(DATA FOR REVIEW begins)

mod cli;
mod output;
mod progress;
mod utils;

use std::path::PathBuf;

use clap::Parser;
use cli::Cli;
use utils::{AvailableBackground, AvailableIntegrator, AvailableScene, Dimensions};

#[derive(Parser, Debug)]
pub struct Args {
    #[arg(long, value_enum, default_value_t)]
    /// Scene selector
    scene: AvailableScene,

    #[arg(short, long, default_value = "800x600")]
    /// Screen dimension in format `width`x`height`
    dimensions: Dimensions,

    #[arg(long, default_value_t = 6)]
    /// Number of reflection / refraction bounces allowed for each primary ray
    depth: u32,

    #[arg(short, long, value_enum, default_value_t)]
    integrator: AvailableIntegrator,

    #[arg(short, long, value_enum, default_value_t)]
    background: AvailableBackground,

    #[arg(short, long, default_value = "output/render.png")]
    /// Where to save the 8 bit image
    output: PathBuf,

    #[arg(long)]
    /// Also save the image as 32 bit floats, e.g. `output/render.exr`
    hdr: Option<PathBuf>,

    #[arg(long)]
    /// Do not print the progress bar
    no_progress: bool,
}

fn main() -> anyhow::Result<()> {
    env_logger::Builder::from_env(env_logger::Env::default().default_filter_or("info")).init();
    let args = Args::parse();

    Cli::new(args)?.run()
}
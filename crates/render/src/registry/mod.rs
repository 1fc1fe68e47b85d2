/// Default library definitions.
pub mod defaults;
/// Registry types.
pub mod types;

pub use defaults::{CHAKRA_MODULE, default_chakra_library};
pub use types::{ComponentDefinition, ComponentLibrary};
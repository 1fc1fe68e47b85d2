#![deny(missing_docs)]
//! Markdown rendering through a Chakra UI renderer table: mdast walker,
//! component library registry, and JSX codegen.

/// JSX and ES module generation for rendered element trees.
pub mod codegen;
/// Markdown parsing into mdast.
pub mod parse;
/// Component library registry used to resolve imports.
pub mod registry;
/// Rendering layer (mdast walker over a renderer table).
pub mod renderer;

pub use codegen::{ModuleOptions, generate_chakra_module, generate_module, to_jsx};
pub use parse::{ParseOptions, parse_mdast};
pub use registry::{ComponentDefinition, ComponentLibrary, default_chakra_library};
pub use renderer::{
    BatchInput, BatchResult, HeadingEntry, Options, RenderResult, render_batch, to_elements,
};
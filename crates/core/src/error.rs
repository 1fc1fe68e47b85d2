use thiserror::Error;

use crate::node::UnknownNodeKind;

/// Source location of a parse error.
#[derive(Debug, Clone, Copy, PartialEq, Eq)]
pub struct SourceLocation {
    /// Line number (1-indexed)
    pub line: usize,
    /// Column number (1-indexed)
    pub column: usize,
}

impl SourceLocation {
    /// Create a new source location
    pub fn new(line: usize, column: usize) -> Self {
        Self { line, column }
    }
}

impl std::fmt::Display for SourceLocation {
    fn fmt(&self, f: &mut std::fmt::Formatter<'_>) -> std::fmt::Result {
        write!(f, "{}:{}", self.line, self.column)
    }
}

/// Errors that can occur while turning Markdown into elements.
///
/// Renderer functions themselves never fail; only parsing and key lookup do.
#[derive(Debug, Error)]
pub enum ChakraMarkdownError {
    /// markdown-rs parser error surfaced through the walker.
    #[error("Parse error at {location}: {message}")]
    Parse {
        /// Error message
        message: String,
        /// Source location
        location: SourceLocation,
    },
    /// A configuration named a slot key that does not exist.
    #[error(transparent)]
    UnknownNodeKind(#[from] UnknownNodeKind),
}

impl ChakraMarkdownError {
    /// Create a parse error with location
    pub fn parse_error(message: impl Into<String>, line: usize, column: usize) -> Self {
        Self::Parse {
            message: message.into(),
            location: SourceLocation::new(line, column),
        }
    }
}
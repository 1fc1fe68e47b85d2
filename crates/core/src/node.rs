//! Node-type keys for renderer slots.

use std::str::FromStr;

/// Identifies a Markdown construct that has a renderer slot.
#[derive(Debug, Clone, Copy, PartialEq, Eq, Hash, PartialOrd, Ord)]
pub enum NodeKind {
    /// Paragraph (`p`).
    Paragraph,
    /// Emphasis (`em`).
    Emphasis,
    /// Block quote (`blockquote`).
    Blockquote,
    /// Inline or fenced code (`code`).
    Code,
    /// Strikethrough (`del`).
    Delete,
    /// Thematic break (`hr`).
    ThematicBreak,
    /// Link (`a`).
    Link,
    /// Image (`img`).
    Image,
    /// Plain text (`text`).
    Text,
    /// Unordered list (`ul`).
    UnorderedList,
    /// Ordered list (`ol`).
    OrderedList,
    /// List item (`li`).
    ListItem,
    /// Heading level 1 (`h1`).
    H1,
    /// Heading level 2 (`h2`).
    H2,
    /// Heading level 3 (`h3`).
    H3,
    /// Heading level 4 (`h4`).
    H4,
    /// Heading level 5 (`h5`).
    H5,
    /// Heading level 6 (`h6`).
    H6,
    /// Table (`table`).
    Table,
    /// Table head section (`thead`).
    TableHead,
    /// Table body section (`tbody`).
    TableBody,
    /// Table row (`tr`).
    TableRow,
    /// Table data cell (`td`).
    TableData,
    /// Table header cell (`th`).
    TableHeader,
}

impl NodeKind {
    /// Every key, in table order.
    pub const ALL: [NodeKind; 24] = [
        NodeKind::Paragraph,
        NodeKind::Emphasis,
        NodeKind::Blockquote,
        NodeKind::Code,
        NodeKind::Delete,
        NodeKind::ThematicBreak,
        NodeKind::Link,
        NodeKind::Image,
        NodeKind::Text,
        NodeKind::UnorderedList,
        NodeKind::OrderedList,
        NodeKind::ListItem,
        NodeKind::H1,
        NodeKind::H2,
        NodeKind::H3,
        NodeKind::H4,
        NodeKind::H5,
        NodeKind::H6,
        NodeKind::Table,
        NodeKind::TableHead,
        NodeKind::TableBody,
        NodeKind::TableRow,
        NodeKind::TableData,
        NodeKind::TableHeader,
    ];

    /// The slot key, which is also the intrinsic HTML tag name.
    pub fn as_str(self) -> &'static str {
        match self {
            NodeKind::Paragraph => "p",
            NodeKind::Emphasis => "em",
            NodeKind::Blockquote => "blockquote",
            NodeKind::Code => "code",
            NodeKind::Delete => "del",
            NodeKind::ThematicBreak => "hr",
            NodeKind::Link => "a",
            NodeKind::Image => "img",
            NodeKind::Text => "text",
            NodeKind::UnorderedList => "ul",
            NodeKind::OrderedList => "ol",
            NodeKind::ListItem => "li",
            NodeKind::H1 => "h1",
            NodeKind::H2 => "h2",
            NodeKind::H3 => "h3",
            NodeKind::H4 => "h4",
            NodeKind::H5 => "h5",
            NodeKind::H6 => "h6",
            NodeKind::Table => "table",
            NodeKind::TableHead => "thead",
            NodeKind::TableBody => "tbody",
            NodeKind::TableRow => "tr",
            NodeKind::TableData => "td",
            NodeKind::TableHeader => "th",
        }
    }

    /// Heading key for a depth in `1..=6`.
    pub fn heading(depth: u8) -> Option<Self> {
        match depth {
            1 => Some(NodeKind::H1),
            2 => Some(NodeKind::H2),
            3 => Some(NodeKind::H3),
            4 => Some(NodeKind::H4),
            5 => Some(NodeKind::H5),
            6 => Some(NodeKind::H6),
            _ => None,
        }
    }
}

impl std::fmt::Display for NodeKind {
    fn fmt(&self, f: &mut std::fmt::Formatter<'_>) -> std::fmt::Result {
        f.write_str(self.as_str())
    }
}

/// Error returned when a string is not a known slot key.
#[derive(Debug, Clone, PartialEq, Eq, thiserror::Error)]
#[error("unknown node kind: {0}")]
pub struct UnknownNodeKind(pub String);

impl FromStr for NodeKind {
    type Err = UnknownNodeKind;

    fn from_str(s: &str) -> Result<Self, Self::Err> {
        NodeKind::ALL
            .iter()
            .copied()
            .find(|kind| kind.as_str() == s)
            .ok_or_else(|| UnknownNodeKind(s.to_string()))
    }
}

(DATA FOR REVIEW ends)
(DATA FOR REVIEW begins)

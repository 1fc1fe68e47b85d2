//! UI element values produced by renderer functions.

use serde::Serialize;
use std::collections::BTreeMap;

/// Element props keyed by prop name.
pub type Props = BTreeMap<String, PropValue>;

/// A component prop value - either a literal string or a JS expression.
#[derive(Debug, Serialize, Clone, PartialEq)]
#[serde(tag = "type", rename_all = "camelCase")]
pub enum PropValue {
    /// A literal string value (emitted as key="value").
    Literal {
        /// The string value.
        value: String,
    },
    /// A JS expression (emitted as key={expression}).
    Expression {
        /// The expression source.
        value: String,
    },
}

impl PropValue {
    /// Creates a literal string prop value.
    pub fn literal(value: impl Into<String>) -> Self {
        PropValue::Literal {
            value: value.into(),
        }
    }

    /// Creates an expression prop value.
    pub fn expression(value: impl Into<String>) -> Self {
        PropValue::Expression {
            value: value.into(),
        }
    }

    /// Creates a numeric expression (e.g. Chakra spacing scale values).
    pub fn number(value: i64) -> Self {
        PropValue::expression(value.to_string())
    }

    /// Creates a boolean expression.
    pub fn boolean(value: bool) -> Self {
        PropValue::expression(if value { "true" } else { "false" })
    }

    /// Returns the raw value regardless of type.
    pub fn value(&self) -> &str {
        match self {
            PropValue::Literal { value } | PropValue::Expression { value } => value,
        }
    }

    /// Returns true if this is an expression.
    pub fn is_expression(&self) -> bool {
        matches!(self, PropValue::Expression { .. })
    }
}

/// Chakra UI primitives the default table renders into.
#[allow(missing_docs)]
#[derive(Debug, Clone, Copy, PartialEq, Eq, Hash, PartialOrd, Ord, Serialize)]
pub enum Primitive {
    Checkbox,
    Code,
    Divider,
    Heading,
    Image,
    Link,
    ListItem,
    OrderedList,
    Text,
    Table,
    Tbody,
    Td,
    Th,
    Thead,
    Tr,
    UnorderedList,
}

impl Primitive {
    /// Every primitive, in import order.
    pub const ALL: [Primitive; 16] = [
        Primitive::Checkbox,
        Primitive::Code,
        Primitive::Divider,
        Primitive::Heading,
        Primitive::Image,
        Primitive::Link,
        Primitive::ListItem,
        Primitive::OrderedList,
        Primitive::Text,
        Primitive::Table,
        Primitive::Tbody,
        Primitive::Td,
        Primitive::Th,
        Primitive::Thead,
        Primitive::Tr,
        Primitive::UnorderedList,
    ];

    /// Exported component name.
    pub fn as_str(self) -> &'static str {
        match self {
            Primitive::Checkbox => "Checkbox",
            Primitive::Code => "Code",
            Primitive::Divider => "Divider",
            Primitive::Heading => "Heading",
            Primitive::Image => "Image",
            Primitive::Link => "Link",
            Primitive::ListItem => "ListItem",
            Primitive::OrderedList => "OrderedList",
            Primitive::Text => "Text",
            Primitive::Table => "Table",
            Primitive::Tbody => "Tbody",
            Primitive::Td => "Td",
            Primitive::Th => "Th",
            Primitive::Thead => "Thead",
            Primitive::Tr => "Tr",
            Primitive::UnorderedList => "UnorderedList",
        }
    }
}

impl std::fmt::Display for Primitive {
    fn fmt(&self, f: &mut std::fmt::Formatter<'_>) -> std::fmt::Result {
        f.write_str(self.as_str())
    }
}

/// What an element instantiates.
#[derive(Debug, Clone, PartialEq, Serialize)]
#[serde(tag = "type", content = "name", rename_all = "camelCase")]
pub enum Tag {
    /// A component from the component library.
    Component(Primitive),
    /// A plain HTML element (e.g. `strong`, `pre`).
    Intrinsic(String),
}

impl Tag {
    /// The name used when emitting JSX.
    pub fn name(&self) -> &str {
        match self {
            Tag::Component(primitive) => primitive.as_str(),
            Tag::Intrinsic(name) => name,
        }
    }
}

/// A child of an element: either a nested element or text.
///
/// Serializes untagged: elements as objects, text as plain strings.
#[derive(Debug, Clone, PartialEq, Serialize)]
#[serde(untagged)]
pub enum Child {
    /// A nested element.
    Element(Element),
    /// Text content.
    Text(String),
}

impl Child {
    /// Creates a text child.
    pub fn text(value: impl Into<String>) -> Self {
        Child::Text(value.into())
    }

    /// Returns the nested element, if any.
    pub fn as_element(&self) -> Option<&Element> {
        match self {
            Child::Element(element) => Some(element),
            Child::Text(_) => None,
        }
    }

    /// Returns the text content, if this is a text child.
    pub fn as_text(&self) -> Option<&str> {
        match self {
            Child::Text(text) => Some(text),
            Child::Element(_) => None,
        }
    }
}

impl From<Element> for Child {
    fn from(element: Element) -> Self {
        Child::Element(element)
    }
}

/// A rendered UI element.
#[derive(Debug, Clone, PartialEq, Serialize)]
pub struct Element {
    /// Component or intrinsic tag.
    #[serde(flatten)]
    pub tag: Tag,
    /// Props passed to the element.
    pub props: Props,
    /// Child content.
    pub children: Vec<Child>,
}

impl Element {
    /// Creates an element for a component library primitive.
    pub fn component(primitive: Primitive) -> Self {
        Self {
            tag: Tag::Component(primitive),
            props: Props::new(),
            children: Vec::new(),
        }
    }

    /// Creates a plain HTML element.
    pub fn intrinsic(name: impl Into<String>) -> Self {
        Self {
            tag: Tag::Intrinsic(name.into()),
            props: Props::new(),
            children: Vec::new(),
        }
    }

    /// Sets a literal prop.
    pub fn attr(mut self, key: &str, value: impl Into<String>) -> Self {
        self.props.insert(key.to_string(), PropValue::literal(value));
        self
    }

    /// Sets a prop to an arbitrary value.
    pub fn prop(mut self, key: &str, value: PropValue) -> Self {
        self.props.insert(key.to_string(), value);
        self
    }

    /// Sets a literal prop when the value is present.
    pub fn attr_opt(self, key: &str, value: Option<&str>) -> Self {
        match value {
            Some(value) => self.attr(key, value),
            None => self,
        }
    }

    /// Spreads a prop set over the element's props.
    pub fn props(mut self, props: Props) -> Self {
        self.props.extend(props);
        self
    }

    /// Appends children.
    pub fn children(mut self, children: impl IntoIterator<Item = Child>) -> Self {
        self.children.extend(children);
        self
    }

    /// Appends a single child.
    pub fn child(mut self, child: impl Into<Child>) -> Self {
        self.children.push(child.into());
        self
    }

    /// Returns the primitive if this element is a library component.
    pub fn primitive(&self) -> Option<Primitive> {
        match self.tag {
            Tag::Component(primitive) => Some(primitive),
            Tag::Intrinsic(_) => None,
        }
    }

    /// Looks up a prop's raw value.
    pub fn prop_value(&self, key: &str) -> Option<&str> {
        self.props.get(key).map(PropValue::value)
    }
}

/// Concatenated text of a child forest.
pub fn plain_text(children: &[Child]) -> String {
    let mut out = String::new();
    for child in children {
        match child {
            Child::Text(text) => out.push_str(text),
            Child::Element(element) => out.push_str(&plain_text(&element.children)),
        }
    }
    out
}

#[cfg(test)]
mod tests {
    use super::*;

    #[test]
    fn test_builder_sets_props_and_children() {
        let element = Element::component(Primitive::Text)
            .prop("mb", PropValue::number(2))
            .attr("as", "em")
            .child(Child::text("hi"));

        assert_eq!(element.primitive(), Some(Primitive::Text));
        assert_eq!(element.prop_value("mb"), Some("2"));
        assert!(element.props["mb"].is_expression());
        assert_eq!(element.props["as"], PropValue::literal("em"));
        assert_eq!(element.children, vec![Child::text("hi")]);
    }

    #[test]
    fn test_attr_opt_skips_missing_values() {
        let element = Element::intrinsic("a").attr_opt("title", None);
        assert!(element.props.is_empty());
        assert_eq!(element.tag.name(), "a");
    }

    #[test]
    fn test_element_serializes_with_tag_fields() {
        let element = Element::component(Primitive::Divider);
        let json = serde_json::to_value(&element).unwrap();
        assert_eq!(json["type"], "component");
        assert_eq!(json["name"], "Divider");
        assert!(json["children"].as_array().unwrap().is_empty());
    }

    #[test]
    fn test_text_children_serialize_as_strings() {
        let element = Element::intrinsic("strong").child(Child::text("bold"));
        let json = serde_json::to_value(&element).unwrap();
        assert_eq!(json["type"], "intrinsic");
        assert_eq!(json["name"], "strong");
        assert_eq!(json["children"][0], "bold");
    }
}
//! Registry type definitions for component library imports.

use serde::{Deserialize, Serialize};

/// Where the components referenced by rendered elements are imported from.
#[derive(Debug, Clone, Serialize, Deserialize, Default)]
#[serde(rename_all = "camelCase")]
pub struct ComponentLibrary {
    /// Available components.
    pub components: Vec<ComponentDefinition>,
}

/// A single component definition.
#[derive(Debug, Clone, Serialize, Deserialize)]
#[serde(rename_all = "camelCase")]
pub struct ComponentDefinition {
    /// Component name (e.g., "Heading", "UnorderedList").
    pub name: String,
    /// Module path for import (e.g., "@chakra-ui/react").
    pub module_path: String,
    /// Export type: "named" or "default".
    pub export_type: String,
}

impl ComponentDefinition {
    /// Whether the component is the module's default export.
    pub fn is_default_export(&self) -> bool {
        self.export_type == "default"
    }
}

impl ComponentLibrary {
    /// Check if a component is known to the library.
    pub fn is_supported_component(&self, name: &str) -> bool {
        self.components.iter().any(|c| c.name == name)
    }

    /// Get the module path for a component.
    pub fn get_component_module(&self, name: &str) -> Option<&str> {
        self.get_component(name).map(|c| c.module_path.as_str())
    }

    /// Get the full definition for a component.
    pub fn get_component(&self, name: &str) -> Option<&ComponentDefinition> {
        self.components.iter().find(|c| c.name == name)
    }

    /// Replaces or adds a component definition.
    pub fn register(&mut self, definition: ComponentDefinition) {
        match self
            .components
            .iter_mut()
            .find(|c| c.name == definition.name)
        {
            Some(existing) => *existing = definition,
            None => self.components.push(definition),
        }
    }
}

(DATA FOR REVIEW ends)
(DATA FOR REVIEW begins)

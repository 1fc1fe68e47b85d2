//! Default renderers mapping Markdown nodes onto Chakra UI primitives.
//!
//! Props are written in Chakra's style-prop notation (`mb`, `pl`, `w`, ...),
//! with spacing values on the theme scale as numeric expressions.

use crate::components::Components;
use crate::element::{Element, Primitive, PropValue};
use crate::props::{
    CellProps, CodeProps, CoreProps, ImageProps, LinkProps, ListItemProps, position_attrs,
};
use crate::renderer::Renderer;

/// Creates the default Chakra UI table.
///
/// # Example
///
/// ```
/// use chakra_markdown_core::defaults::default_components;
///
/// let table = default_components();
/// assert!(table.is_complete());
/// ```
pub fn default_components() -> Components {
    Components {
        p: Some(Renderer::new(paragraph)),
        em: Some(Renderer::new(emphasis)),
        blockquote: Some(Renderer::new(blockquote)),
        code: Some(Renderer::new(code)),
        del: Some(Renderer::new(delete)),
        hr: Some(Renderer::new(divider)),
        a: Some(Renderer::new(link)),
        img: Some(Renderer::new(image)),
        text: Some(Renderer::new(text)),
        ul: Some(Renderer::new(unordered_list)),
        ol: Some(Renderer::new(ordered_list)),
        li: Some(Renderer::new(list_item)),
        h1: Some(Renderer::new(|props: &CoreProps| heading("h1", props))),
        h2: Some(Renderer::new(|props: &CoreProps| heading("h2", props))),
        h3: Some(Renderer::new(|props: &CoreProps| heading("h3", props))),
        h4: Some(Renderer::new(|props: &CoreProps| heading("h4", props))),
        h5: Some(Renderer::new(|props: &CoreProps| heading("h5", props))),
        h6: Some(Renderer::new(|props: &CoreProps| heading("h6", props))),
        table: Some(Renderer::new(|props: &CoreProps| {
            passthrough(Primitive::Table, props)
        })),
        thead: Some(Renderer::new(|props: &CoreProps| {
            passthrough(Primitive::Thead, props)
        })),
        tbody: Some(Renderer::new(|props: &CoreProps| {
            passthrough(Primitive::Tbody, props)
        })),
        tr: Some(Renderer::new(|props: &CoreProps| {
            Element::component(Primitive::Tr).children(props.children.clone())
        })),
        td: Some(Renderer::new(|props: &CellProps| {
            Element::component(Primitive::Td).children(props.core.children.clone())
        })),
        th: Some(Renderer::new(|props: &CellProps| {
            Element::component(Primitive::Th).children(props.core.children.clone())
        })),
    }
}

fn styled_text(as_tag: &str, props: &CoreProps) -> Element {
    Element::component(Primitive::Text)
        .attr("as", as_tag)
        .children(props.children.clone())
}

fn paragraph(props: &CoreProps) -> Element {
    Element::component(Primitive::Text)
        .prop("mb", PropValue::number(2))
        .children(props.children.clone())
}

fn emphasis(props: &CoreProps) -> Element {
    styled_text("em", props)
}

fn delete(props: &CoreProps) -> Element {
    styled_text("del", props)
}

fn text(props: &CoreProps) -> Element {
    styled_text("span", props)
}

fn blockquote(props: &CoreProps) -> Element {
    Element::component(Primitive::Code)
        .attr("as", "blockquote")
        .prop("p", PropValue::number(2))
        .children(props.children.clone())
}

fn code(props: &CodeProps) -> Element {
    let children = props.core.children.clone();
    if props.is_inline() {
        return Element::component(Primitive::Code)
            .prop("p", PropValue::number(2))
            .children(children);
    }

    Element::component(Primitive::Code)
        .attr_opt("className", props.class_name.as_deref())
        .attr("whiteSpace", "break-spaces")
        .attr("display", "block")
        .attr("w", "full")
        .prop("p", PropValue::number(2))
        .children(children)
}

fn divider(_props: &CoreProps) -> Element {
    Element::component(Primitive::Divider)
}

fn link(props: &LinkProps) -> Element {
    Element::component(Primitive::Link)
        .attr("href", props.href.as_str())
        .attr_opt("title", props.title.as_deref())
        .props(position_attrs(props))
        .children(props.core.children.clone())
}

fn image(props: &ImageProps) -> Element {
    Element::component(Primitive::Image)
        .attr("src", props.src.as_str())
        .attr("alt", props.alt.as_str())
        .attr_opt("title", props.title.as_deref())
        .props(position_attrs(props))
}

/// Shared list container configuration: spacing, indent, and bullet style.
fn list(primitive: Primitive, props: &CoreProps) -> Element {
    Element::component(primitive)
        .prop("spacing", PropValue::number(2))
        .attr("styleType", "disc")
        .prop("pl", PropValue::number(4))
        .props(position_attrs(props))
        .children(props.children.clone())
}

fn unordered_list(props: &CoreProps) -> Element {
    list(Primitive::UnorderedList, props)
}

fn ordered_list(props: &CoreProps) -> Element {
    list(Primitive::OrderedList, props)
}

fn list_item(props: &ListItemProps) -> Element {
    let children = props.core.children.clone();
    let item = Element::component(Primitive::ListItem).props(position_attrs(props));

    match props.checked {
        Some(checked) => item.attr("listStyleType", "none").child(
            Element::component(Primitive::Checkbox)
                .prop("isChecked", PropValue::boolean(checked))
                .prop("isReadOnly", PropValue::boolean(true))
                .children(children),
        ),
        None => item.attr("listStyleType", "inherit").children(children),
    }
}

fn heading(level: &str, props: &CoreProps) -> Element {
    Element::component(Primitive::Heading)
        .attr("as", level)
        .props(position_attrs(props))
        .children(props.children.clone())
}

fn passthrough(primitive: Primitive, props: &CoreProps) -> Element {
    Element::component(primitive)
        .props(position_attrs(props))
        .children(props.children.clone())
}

(DATA FOR REVIEW ends)

WORK INSTRUCTION :: Above this task is a listing. Restate, word for word and with nothing added, the lines from the one with "pub type Props = BTreeMap<String, PropValue>;" through the one with "pub fn boolean(value: bool)".

RESPONSE ::
pub type Props = BTreeMap<String, PropValue>;

/// A component prop value - either a literal string or a JS expression.
#[derive(Debug, Serialize, Clone, PartialEq)]
#[serde(tag = "type", rename_all = "camelCase")]
pub enum PropValue {
    /// A literal string value (emitted as key="value").
    Literal {
        /// The string value.
        value: String,
    },
    /// A JS expression (emitted as key={expression}).
    Expression {
        /// The expression source.
        value: String,
    },
}

impl PropValue {
    /// Creates a literal string prop value.
    pub fn literal(value: impl Into<String>) -> Self {
        PropValue::Literal {
            value: value.into(),
        }
    }

    /// Creates an expression prop value.
    pub fn expression(value: impl Into<String>) -> Self {
        PropValue::Expression {
            value: value.into(),
        }
    }

    /// Creates a numeric expression (e.g. Chakra spacing scale values).
    pub fn number(value: i64) -> Self {
        PropValue::expression(value.to_string())
    }

    /// Creates a boolean expression.
    pub fn boolean(value: bool) -> Self {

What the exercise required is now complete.